- [Work to be completed] From the data below, please reproduce exactly everything from the line that contains "file HTTP handlers." down to the line that contains "Modflow model (ZIP body)", with both ends included.
****************************************
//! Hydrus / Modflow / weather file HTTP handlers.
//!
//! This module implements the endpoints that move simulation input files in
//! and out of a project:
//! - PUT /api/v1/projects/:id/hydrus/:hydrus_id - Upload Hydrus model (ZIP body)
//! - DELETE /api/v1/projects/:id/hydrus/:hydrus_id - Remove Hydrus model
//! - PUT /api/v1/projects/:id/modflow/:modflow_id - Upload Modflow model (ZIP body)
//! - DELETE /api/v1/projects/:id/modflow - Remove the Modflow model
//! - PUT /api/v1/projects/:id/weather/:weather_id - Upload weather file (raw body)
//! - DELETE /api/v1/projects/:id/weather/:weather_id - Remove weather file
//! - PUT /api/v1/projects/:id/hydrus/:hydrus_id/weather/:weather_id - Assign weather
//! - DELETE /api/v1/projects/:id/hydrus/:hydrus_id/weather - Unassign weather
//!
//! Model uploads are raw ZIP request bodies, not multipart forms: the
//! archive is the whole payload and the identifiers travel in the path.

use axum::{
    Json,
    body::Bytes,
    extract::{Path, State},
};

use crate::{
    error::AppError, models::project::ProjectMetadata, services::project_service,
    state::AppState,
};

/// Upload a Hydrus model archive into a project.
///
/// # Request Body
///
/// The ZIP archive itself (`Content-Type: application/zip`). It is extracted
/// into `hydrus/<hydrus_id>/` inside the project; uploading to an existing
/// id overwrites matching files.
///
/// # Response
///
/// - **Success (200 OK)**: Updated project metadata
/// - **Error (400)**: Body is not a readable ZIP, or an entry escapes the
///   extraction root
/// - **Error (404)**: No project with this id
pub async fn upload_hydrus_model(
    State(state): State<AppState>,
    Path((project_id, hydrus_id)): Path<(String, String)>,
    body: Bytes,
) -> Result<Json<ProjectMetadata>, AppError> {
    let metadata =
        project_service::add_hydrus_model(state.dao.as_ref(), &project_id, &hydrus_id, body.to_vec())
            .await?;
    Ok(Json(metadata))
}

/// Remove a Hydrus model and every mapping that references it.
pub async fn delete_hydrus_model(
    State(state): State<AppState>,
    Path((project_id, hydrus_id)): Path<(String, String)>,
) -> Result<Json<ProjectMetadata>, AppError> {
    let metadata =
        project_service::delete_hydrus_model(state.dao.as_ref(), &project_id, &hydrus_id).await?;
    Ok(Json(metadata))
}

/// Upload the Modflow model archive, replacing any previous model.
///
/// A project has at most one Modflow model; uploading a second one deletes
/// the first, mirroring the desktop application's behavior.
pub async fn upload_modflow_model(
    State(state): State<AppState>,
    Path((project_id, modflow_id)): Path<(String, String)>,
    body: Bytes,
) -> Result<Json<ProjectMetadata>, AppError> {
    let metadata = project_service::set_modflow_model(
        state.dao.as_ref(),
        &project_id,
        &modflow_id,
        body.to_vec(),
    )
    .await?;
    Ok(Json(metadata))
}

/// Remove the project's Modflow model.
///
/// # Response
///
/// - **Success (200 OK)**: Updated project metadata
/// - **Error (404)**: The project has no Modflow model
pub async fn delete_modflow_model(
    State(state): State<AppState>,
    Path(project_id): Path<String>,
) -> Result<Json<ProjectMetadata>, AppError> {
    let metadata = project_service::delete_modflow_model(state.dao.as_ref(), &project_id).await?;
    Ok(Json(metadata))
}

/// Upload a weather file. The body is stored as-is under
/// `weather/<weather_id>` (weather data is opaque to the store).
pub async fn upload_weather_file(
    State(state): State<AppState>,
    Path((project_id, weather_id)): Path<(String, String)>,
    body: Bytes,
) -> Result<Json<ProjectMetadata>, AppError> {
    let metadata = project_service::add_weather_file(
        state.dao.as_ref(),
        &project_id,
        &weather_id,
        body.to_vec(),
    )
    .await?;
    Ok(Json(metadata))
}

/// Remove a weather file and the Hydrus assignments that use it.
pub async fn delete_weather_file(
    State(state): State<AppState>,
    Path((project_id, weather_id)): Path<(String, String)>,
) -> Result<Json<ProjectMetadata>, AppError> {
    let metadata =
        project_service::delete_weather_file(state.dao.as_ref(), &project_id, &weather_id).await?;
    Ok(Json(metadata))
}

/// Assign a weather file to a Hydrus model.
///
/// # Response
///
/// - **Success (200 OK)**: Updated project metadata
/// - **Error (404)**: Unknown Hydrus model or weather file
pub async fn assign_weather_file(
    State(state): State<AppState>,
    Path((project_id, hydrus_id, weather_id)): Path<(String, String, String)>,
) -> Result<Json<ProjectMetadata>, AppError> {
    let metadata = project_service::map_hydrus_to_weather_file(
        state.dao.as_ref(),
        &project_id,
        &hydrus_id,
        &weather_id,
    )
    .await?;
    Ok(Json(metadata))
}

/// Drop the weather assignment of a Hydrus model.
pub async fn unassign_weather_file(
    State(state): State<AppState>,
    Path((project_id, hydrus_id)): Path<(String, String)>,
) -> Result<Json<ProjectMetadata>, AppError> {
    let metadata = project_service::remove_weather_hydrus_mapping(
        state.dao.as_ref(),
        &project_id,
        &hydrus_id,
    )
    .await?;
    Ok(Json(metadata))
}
****************************************
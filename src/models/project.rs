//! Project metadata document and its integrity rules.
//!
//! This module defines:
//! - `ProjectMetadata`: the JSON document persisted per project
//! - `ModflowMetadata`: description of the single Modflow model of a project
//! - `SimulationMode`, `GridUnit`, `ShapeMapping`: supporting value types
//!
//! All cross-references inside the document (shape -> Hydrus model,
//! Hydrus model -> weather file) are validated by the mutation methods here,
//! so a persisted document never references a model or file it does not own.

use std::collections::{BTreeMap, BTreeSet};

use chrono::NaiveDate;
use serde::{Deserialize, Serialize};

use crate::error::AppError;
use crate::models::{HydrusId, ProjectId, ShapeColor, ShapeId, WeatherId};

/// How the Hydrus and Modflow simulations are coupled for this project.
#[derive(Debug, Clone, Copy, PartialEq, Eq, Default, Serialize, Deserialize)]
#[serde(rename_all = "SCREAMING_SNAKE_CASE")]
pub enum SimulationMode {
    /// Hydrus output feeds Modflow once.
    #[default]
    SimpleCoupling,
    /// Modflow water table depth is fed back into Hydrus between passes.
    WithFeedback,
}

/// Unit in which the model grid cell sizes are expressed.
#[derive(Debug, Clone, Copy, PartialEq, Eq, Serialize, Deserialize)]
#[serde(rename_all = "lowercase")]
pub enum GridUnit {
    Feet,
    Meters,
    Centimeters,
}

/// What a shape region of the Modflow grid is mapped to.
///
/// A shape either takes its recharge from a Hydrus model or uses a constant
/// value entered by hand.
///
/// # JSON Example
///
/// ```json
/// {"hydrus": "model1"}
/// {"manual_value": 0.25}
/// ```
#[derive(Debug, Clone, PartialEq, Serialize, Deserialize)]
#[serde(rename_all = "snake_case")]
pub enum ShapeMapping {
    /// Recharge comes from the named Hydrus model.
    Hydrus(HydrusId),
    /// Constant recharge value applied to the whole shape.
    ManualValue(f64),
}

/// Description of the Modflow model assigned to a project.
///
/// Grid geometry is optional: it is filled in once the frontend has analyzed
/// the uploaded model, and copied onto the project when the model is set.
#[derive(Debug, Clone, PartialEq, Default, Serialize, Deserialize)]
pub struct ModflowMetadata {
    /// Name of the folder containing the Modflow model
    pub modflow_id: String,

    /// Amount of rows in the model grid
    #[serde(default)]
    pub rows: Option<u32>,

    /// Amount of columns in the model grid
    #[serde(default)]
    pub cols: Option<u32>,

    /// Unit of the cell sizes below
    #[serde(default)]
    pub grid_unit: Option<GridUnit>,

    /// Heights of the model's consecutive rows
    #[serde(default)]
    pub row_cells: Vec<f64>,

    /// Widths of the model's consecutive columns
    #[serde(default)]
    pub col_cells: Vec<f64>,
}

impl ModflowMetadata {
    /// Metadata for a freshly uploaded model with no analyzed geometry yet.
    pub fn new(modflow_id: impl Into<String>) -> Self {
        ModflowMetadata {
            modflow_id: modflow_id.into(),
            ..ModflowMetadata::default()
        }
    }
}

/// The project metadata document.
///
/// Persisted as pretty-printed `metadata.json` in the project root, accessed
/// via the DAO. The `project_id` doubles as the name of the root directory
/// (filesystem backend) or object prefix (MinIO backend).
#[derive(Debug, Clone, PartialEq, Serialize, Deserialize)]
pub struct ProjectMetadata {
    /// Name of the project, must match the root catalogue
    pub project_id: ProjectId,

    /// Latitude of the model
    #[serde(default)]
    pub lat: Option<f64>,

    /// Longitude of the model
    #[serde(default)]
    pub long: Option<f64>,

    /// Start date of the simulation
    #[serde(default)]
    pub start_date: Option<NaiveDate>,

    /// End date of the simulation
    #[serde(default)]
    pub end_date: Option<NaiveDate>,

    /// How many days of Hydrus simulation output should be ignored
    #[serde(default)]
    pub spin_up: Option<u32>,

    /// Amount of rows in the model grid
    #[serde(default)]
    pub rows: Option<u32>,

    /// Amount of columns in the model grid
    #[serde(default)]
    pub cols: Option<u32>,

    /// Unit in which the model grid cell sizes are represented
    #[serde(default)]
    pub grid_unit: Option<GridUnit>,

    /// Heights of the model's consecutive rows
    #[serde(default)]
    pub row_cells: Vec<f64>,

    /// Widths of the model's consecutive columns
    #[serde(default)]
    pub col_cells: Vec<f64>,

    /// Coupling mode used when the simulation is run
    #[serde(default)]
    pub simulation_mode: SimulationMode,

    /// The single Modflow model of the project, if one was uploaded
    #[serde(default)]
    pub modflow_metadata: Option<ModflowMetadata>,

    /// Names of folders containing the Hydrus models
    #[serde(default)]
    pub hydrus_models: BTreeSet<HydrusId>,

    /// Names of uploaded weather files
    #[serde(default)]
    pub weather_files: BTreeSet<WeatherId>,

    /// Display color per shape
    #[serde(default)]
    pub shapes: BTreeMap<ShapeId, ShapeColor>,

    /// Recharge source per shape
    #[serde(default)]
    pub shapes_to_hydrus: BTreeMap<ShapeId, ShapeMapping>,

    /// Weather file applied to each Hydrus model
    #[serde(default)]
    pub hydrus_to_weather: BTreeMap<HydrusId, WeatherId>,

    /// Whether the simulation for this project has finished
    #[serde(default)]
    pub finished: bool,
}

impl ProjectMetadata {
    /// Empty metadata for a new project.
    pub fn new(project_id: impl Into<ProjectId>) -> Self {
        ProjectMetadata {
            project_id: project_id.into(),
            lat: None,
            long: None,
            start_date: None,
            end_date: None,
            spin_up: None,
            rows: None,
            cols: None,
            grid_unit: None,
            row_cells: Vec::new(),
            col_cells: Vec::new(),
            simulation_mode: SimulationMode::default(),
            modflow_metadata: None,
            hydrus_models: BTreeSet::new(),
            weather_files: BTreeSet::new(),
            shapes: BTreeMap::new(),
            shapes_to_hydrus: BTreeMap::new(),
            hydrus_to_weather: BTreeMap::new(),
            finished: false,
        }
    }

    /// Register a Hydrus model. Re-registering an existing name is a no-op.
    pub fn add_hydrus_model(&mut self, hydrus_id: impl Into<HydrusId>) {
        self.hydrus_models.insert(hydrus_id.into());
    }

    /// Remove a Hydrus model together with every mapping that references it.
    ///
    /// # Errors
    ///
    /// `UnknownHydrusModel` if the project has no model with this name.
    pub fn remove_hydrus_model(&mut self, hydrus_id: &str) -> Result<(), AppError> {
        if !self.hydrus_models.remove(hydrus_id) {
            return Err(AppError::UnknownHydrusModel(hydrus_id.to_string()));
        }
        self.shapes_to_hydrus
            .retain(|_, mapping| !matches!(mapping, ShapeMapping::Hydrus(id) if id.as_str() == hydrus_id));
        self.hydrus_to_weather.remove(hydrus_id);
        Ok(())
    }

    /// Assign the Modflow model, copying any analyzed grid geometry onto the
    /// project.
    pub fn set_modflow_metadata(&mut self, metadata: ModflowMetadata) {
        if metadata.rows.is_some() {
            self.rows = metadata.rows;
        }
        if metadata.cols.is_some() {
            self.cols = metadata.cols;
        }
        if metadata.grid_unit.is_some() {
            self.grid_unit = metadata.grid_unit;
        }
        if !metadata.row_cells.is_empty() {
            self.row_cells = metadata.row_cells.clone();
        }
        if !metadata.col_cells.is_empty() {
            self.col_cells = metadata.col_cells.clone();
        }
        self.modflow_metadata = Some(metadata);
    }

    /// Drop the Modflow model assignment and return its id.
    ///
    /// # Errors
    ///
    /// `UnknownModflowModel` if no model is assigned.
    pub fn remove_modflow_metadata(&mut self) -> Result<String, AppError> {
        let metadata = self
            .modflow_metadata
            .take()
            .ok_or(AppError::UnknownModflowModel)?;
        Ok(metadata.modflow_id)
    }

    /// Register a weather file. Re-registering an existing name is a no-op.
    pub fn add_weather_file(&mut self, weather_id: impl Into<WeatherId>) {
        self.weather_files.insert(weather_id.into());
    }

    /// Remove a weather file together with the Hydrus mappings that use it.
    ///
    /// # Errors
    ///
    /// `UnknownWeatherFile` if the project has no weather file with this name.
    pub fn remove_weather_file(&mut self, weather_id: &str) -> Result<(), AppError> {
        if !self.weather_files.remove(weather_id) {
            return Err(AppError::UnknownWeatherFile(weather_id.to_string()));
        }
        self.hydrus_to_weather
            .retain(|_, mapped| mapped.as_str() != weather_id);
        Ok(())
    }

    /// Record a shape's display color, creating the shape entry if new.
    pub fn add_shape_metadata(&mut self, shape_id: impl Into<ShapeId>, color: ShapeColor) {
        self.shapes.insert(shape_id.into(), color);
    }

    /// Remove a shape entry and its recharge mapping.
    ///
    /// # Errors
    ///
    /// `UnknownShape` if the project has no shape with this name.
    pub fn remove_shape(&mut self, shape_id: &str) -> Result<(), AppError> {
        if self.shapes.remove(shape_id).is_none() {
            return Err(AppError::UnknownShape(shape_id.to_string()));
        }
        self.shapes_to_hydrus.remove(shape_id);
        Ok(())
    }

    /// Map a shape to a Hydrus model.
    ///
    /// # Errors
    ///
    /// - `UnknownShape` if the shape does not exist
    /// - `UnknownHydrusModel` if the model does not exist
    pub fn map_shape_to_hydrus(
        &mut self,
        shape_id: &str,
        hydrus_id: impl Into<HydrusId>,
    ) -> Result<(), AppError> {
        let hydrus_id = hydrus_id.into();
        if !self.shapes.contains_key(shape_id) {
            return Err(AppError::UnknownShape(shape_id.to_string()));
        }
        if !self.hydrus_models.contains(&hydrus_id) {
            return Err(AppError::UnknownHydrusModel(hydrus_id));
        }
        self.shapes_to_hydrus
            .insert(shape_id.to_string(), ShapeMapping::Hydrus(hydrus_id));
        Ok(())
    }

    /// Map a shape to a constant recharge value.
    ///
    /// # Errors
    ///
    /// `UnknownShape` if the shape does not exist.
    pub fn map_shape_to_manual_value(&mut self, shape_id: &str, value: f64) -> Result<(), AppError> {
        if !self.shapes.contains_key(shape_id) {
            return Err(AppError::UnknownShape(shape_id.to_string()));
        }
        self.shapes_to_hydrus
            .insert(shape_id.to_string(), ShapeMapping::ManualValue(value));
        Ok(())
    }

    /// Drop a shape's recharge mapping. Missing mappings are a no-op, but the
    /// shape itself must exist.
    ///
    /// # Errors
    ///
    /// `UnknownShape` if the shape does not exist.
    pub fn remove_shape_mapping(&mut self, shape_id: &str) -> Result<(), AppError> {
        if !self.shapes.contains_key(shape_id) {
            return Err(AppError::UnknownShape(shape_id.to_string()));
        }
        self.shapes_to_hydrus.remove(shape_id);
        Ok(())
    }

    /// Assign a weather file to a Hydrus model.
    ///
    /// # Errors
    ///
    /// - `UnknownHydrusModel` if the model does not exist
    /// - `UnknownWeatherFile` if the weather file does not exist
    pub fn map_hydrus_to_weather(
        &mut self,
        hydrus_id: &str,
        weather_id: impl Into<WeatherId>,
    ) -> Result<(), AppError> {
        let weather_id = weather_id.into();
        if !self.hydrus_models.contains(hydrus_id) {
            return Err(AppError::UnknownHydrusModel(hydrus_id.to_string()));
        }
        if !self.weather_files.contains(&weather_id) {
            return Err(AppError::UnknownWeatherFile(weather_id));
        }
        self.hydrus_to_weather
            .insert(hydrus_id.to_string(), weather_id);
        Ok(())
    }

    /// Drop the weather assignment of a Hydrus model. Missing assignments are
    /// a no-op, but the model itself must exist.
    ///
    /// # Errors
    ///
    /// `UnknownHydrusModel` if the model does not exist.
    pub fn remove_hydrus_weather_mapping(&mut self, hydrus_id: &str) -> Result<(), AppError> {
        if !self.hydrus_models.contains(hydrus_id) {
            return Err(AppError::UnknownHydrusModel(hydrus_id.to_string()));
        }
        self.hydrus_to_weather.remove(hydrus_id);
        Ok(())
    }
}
****************************************
- [Exercise answer]
//! Hydrus / Modflow / weather file HTTP handlers.
//!
//! This module implements the endpoints that move simulation input files in
//! and out of a project:
//! - PUT /api/v1/projects/:id/hydrus/:hydrus_id - Upload Hydrus model (ZIP body)
//! - DELETE /api/v1/projects/:id/hydrus/:hydrus_id - Remove Hydrus model
//! - PUT /api/v1/projects/:id/modflow/:modflow_id - Upload Modflow model (ZIP body)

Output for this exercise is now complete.